Task brief: Copy every line of the data that includes the string "first".

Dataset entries

* * * * *

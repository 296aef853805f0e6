// Line and syllable structure of a lyric.
//
// `analyze_structure` walks the cleaned lyric line by line and emits one
// `SyllableInfo` per lyric unit. Indices are global across lines, so the
// flattened syllable list lines up index-for-index with the word list the
// melody is built against.
//
// Stress is positional within a line: the first unit gets 3, the last unit
// and even positions get 2, odd positions get 1. A line is marked as chorus
// when its exact text appears on more than one line.

use crate::language::Language;
use crate::normalize::split_into_lines;
use crate::tokenize::{english_words, estimate_syllables, tokenize_chinese};
use serde::{Deserialize, Serialize};
use std::collections::HashMap;

/// One lyric unit with its position and rhythm hints.
#[derive(Debug, Clone, PartialEq, Serialize, Deserialize)]
pub struct SyllableInfo {
    pub text: String,
    /// Global 0-based position in the lyric's unit list.
    pub index: usize,
    pub syllable_count: usize,
    /// 1 (weak) to 3 (strong).
    pub stress_level: u8,
    pub duration_weight: f64,
    pub is_word_end: bool,
    pub is_line_end: bool,
}

#[derive(Debug, Clone, PartialEq, Serialize, Deserialize)]
pub struct LineAnalysis {
    pub text: String,
    pub line_index: usize,
    pub syllables: Vec<SyllableInfo>,
    pub syllable_count: usize,
    pub suggested_measures: usize,
    pub is_chorus: bool,
}

fn stress_for_position(position: usize, total: usize) -> u8 {
    if position == 0 {
        3
    } else if position + 1 == total || position % 2 == 0 {
        2
    } else {
        1
    }
}

/// Units of one line paired with their word-end flag.
fn line_units(line: &str, language: Language) -> Vec<(String, bool)> {
    match language {
        Language::Chinese => tokenize_chinese(line)
            .into_iter()
            .map(|unit| (unit, true))
            .collect(),
        Language::English | Language::Unknown => english_words(line)
            .iter()
            .flat_map(|word| {
                let syllables = estimate_syllables(word);
                let last = syllables.len().saturating_sub(1);
                syllables
                    .into_iter()
                    .enumerate()
                    .map(move |(i, syllable)| (syllable, i == last))
            })
            .collect(),
    }
}

/// Split `lyrics` into lines and annotate every unit.
pub fn analyze_structure(lyrics: &str, language: Language) -> Vec<LineAnalysis> {
    let lines = split_into_lines(lyrics);
    let mut occurrences: HashMap<&str, usize> = HashMap::new();
    for line in &lines {
        *occurrences.entry(*line).or_default() += 1;
    }

    let mut next_index = 0;
    let mut result = Vec::with_capacity(lines.len());
    for (line_index, line) in lines.iter().enumerate() {
        let units = line_units(line, language);
        let total = units.len();
        let syllables: Vec<SyllableInfo> = units
            .into_iter()
            .enumerate()
            .map(|(position, (text, is_word_end))| {
                let syllable_count = match language {
                    Language::Chinese => 1,
                    _ => estimate_syllables(&text).len().max(1),
                };
                SyllableInfo {
                    text,
                    index: next_index + position,
                    syllable_count,
                    stress_level: stress_for_position(position, total),
                    duration_weight: 1.0,
                    is_word_end,
                    is_line_end: position + 1 == total,
                }
            })
            .collect();
        next_index += total;

        tracing::debug!(line_index, units = total, "analyzed lyric line");
        result.push(LineAnalysis {
            text: line.to_string(),
            line_index,
            syllable_count: syllables.iter().map(|s| s.syllable_count).sum(),
            suggested_measures: (total / 4).max(1),
            is_chorus: occurrences.get(line).copied().unwrap_or(0) > 1,
            syllables,
        });
    }
    result
}
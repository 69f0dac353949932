//! TUI application state and event loop.
//!
//! Design: the event loop owns the [`ViewerEngine`] and is the only thing
//! that touches it. Each iteration drains finished fetches, applies a
//! playback tick, runs the coverage check, and redraws. Fetches run on a
//! spawned worker thread (the engine's single-flight ticket guarantees at
//! most one at a time) and post their outcome back over a channel, so the
//! UI never blocks on the network.

use std::io;
use std::sync::Arc;
use std::sync::mpsc;
use std::thread;
use std::time::{Duration, Instant};

use crossterm::{
    event::{self, Event, KeyCode, KeyEventKind},
    execute,
    terminal::{EnterAlternateScreen, LeaveAlternateScreen, disable_raw_mode, enable_raw_mode},
};
use ratatui::prelude::*;
use ratatui::widgets::TableState;

use roboscope_core::engine::{FetchOutcome, FetchRequest, FetchTicket, ViewerEngine};
use roboscope_core::protocol::{SeekRequest, Session, TopicKind, TopicSummary};

use crate::client::Client;

/// Window widths (seconds) the `[`/`]` keys cycle through.
pub const WIDTH_PRESETS: [f64; 6] = [2.0, 5.0, 10.0, 30.0, 60.0, 120.0];

/// Fraction of the window width one arrow-key pan moves.
const PAN_STEP: f64 = 0.1;

pub struct App {
    client: Arc<Client>,
    session: Session,
    engine: ViewerEngine,
    catalog: Vec<TopicSummary>,
    enabled: Vec<bool>,
    cursor: usize,
    width_idx: usize,
    running: bool,
    /// Monotonic origin for playback timestamps.
    started: Instant,
    table_state: TableState,
    tx: mpsc::Sender<(FetchTicket, FetchOutcome)>,
    rx: mpsc::Receiver<(FetchTicket, FetchOutcome)>,
}

impl App {
    pub fn new(
        client: Client,
        session: Session,
        catalog: Vec<TopicSummary>,
        enabled: Vec<bool>,
        limit: usize,
    ) -> Self {
        let topics = active_topics(&catalog, &enabled);
        let mut engine = ViewerEngine::new(session.session_id.clone(), session.duration(), topics);
        engine.set_limit(limit);

        let width = engine.viewport().width();
        let width_idx = WIDTH_PRESETS
            .iter()
            .position(|&w| w >= width)
            .unwrap_or(WIDTH_PRESETS.len() - 1);

        let (tx, rx) = mpsc::channel();

        Self {
            client: Arc::new(client),
            session,
            engine,
            catalog,
            enabled,
            cursor: 0,
            width_idx,
            running: true,
            started: Instant::now(),
            table_state: TableState::default().with_selected(Some(0)),
            tx,
            rx,
        }
    }

    pub fn run(&mut self) -> io::Result<()> {
        enable_raw_mode()?;
        let mut stdout = io::stdout();
        execute!(stdout, EnterAlternateScreen)?;
        let backend = CrosstermBackend::new(stdout);
        let mut terminal = Terminal::new(backend)?;

        // Install panic hook that restores terminal before printing the panic.
        let original_hook = std::panic::take_hook();
        std::panic::set_hook(Box::new(move |info| {
            let _ = disable_raw_mode();
            let _ = execute!(io::stdout(), LeaveAlternateScreen, crossterm::cursor::Show);
            original_hook(info);
        }));

        let result = self.run_loop(&mut terminal);

        // Always restore terminal, even if the loop returned an error.
        let _ = std::panic::take_hook();
        disable_raw_mode()?;
        execute!(
            terminal.backend_mut(),
            LeaveAlternateScreen,
            crossterm::cursor::Show
        )?;

        result
    }

    fn run_loop(
        &mut self,
        terminal: &mut Terminal<CrosstermBackend<io::Stdout>>,
    ) -> io::Result<()> {
        while self.running {
            // Finished fetches first, so this frame draws the newest data.
            while let Ok((ticket, outcome)) = self.rx.try_recv() {
                self.engine.complete_fetch(ticket, outcome);
            }

            self.engine.tick(self.started.elapsed().as_secs_f64());

            if let Some(request) = self.engine.poll_fetch() {
                self.spawn_fetch(request);
            }

            terminal.draw(|f| super::ui::draw(f, self))?;

            if event::poll(Duration::from_millis(50))?
                && let Event::Key(key) = event::read()?
                && key.kind == KeyEventKind::Press
            {
                self.handle_key(key.code);
            }
        }
        Ok(())
    }

    fn spawn_fetch(&self, request: FetchRequest) {
        let client = Arc::clone(&self.client);
        let tx = self.tx.clone();
        thread::spawn(move || {
            let mut seek = SeekRequest::new(request.start, request.end);
            seek.topics = Some(request.topics);
            seek.limit = request.limit;

            let outcome = client
                .seek(&request.session_id, &seek)
                .map_err(|e| e.to_string());
            // The receiver is gone when the viewer already quit.
            let _ = tx.send((request.ticket, outcome));
        });
    }

    pub(crate) fn handle_key(&mut self, key: KeyCode) {
        match key {
            KeyCode::Char('q') | KeyCode::Esc => self.running = false,
            KeyCode::Up | KeyCode::Char('k') => {
                if self.cursor > 0 {
                    self.cursor -= 1;
                    self.table_state.select(Some(self.cursor));
                }
            }
            KeyCode::Down | KeyCode::Char('j') => {
                if self.cursor < self.catalog.len().saturating_sub(1) {
                    self.cursor += 1;
                    self.table_state.select(Some(self.cursor));
                }
            }
            KeyCode::Enter | KeyCode::Char('t') => self.toggle_topic(),
            KeyCode::Char(' ') => self.engine.toggle_playback(),
            KeyCode::Left | KeyCode::Char('h') => {
                self.pan(-PAN_STEP * self.engine.viewport().width());
            }
            KeyCode::Right | KeyCode::Char('l') => {
                self.pan(PAN_STEP * self.engine.viewport().width());
            }
            KeyCode::PageUp => self.pan(-self.engine.viewport().width()),
            KeyCode::PageDown => self.pan(self.engine.viewport().width()),
            KeyCode::Home | KeyCode::Char('0') => {
                self.engine.stop_playback();
                self.engine.pan_to(0.0);
            }
            KeyCode::End | KeyCode::Char('G') => {
                self.engine.stop_playback();
                self.engine.pan_to(self.engine.duration());
            }
            KeyCode::Char('[') => self.cycle_width(-1),
            KeyCode::Char(']') => self.cycle_width(1),
            _ => {}
        }
    }

    /// Manual pan implies the user took over from playback.
    fn pan(&mut self, delta: f64) {
        self.engine.stop_playback();
        self.engine.pan_by(delta);
    }

    fn toggle_topic(&mut self) {
        let Some(summary) = self.catalog.get(self.cursor) else {
            return;
        };
        if summary.kind() != TopicKind::Numeric {
            return;
        }
        self.enabled[self.cursor] = !self.enabled[self.cursor];
        self.engine
            .set_topics(active_topics(&self.catalog, &self.enabled));
    }

    fn cycle_width(&mut self, step: isize) {
        let last = WIDTH_PRESETS.len() as isize - 1;
        self.width_idx = (self.width_idx as isize + step).clamp(0, last) as usize;
        self.engine.set_width(WIDTH_PRESETS[self.width_idx]);
    }

    // --- Accessors for the UI ---

    pub fn session(&self) -> &Session {
        &self.session
    }

    pub fn engine(&self) -> &ViewerEngine {
        &self.engine
    }

    pub fn catalog(&self) -> &[TopicSummary] {
        &self.catalog
    }

    pub fn enabled(&self) -> &[bool] {
        &self.enabled
    }

    pub fn cursor(&self) -> usize {
        self.cursor
    }

    pub fn width_preset(&self) -> f64 {
        WIDTH_PRESETS[self.width_idx]
    }

    pub fn table_state_mut(&mut self) -> &mut TableState {
        &mut self.table_state
    }
}

/// The engine's topic set: enabled numeric topics, in catalog order.
fn active_topics(catalog: &[TopicSummary], enabled: &[bool]) -> Vec<String> {
    catalog
        .iter()
        .zip(enabled)
        .filter(|&(ref summary, &on)| on && summary.kind() == TopicKind::Numeric)
        .map(|(summary, _)| summary.topic.clone())
        .collect()
}
//! In-memory session store backing the replay server.
//!
//! Archives are the `{session, topics, messages}` JSON dumps the export
//! endpoint produces; a directory of them is the replay server's whole
//! "database". Everything is loaded up front and served read-only.

use std::io;
use std::path::Path;

use serde::{Deserialize, Serialize};

use roboscope_core::protocol::{Message, SeekRequest, Session, SessionSource, TopicSummary};

/// One full session dump: catalog entry, topic summaries, and every message.
#[derive(Debug, Clone, Serialize, Deserialize)]
pub struct SessionArchive {
    pub session: Session,
    pub topics: Vec<TopicSummary>,
    pub messages: Vec<Message>,
}

/// Read-only collection of session archives.
#[derive(Debug, Default)]
pub struct SessionStore {
    archives: Vec<SessionArchive>,
}

impl SessionStore {
    pub fn new() -> Self {
        Self::default()
    }

    /// Load every `*.json` archive in a directory. Files that fail to parse
    /// are skipped with a warning — one corrupt dump must not take the
    /// whole replay set down.
    pub fn load_dir(dir: &Path) -> io::Result<Self> {
        let mut store = Self::new();
        for entry in std::fs::read_dir(dir)? {
            let path = entry?.path();
            if path.extension().and_then(|e| e.to_str()) != Some("json") {
                continue;
            }
            match std::fs::read_to_string(&path) {
                Ok(contents) => match serde_json::from_str::<SessionArchive>(&contents) {
                    Ok(archive) => store.insert(archive),
                    Err(e) => log::warn!("skipping {}: {e}", path.display()),
                },
                Err(e) => log::warn!("skipping {}: {e}", path.display()),
            }
        }
        Ok(store)
    }

    /// Add an archive, keeping its messages sorted by timestamp so seeks
    /// can truncate deterministically.
    pub fn insert(&mut self, mut archive: SessionArchive) {
        archive
            .messages
            .sort_by(|a, b| a.timestamp.total_cmp(&b.timestamp));
        self.archives.push(archive);
    }

    pub fn len(&self) -> usize {
        self.archives.len()
    }

    pub fn is_empty(&self) -> bool {
        self.archives.is_empty()
    }

    pub fn get(&self, session_id: &str) -> Option<&SessionArchive> {
        self.archives
            .iter()
            .find(|a| a.session.session_id == session_id)
    }

    /// Catalog listing with optional source filter and limit/offset paging.
    /// Returns the page plus the total match count.
    pub fn list(
        &self,
        source: Option<SessionSource>,
        limit: usize,
        offset: usize,
    ) -> (Vec<Session>, usize) {
        let matching: Vec<&SessionArchive> = self
            .archives
            .iter()
            .filter(|a| source.is_none_or(|s| a.session.source == s))
            .collect();
        let total = matching.len();
        let page = matching
            .into_iter()
            .skip(offset)
            .take(limit)
            .map(|a| a.session.clone())
            .collect();
        (page, total)
    }

    /// Time-range query: inclusive on both ends, optional topic filter,
    /// ascending by timestamp, truncated at the request's clamped limit.
    pub fn seek(&self, session_id: &str, req: &SeekRequest) -> Option<Vec<Message>> {
        let archive = self.get(session_id)?;
        let results = archive
            .messages
            .iter()
            .filter(|m| m.timestamp >= req.start_time && m.timestamp <= req.end_time)
            .filter(|m| match &req.topics {
                Some(topics) => topics.iter().any(|t| *t == m.topic),
                None => true,
            })
            .take(req.clamped_limit())
            .cloned()
            .collect();
        Some(results)
    }
}

#[cfg(test)]
mod tests {
    use super::*;
    use crate::demo::demo_archive;
    use roboscope_core::protocol::SessionStatus;
    use std::io::Write;

    fn store_with_demo() -> SessionStore {
        let mut store = SessionStore::new();
        store.insert(demo_archive(20.0));
        store
    }

    #[test]
    fn seek_filters_range_inclusively() {
        let store = store_with_demo();
        let id = store.archives[0].session.session_id.clone();

        let mut req = SeekRequest::new(5.0, 6.0);
        req.limit = 10_000;
        let messages = store.seek(&id, &req).unwrap();
        assert!(!messages.is_empty());
        for m in &messages {
            assert!(m.timestamp >= 5.0 && m.timestamp <= 6.0);
        }
    }

    #[test]
    fn seek_honors_topic_filter() {
        let store = store_with_demo();
        let id = store.archives[0].session.session_id.clone();

        let mut req = SeekRequest::new(0.0, 20.0);
        req.topics = Some(vec!["/gripper_state".into()]);
        let messages = store.seek(&id, &req).unwrap();
        assert!(!messages.is_empty());
        assert!(messages.iter().all(|m| m.topic == "/gripper_state"));
    }

    #[test]
    fn seek_truncates_at_limit_in_time_order() {
        let store = store_with_demo();
        let id = store.archives[0].session.session_id.clone();

        let mut req = SeekRequest::new(0.0, 20.0);
        req.limit = 7;
        let messages = store.seek(&id, &req).unwrap();
        assert_eq!(messages.len(), 7);
        for pair in messages.windows(2) {
            assert!(pair[0].timestamp <= pair[1].timestamp);
        }
    }

    #[test]
    fn seek_unknown_session_is_none() {
        let store = store_with_demo();
        assert!(store.seek("nope", &SeekRequest::new(0.0, 1.0)).is_none());
    }

    #[test]
    fn list_pages_and_counts() {
        let mut store = SessionStore::new();
        for _ in 0..5 {
            store.insert(demo_archive(1.0));
        }
        let (page, total) = store.list(None, 2, 2);
        assert_eq!(total, 5);
        assert_eq!(page.len(), 2);

        let (live, total_live) = store.list(Some(SessionSource::Live), 100, 0);
        assert_eq!(total_live, 5, "demo sessions are live-sourced");
        assert_eq!(live.len(), 5);

        let (imported, total_imported) = store.list(Some(SessionSource::Import), 100, 0);
        assert!(imported.is_empty());
        assert_eq!(total_imported, 0);
    }

    #[test]
    fn load_dir_reads_archives_and_skips_garbage() {
        let dir = tempfile::tempdir().unwrap();

        let archive = demo_archive(2.0);
        let good = dir.path().join("good.json");
        std::fs::write(&good, serde_json::to_string(&archive).unwrap()).unwrap();

        let mut bad = std::fs::File::create(dir.path().join("bad.json")).unwrap();
        writeln!(bad, "{{ not an archive").unwrap();

        std::fs::write(dir.path().join("notes.txt"), "ignored").unwrap();

        let store = SessionStore::load_dir(dir.path()).unwrap();
        assert_eq!(store.len(), 1);
        assert_eq!(
            store.archives[0].session.status,
            SessionStatus::Completed
        );
    }

    #[test]
    fn insert_sorts_messages_for_seeking() {
        let mut archive = demo_archive(3.0);
        archive.messages.reverse();
        let mut store = SessionStore::new();
        store.insert(archive);
        let messages = &store.archives[0].messages;
        for pair in messages.windows(2) {
            assert!(pair[0].timestamp <= pair[1].timestamp);
        }
    }
}
//! `roboscope view` — the interactive session viewer.

use roboscope_core::protocol::TopicKind;

use crate::client::Client;

pub fn run(server: &str, session_id: Option<&str>, topic_filter: Option<&str>, limit: usize) {
    let client = Client::new(server);

    let session = match session_id {
        Some(id) => match client.get_session(id) {
            Ok(s) => s,
            Err(e) => {
                eprintln!("Failed to load session {id}: {e}");
                std::process::exit(1);
            }
        },
        None => {
            // Most recent session in the catalog.
            match client.list_sessions(None) {
                Ok(response) => match response.sessions.into_iter().next() {
                    Some(s) => s,
                    None => {
                        eprintln!("No sessions on {}", client.base());
                        eprintln!("Start one: roboscope serve --demo");
                        std::process::exit(1);
                    }
                },
                Err(e) => {
                    eprintln!("Failed to list sessions from {}: {e}", client.base());
                    std::process::exit(1);
                }
            }
        }
    };

    let catalog = match client.topics(&session.session_id) {
        Ok(t) => t,
        Err(e) => {
            eprintln!("Failed to fetch topics for {}: {e}", session.session_id);
            std::process::exit(1);
        }
    };

    // Image topics never reach the engine; a --topics filter narrows the
    // initially enabled set further.
    let wanted = topic_filter.map(super::parse_topic_filter);
    let enabled: Vec<bool> = catalog
        .iter()
        .map(|t| {
            t.kind() == TopicKind::Numeric
                && wanted.as_ref().is_none_or(|names| names.contains(&t.topic))
        })
        .collect();

    if !catalog.iter().zip(&enabled).any(|(_, &on)| on) {
        eprintln!(
            "No numeric topics to plot in {} (filter: {})",
            session.session_id,
            topic_filter.unwrap_or("none")
        );
        std::process::exit(1);
    }

    let mut app = crate::tui::app::App::new(client, session, catalog, enabled, limit);
    if let Err(e) = app.run() {
        eprintln!("TUI error: {e}");
        std::process::exit(1);
    }
}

* * * * *

Written solution:
// Stress is positional within a line: the first unit gets 3, the last unit
            // Finished fetches first, so this frame draws the newest data.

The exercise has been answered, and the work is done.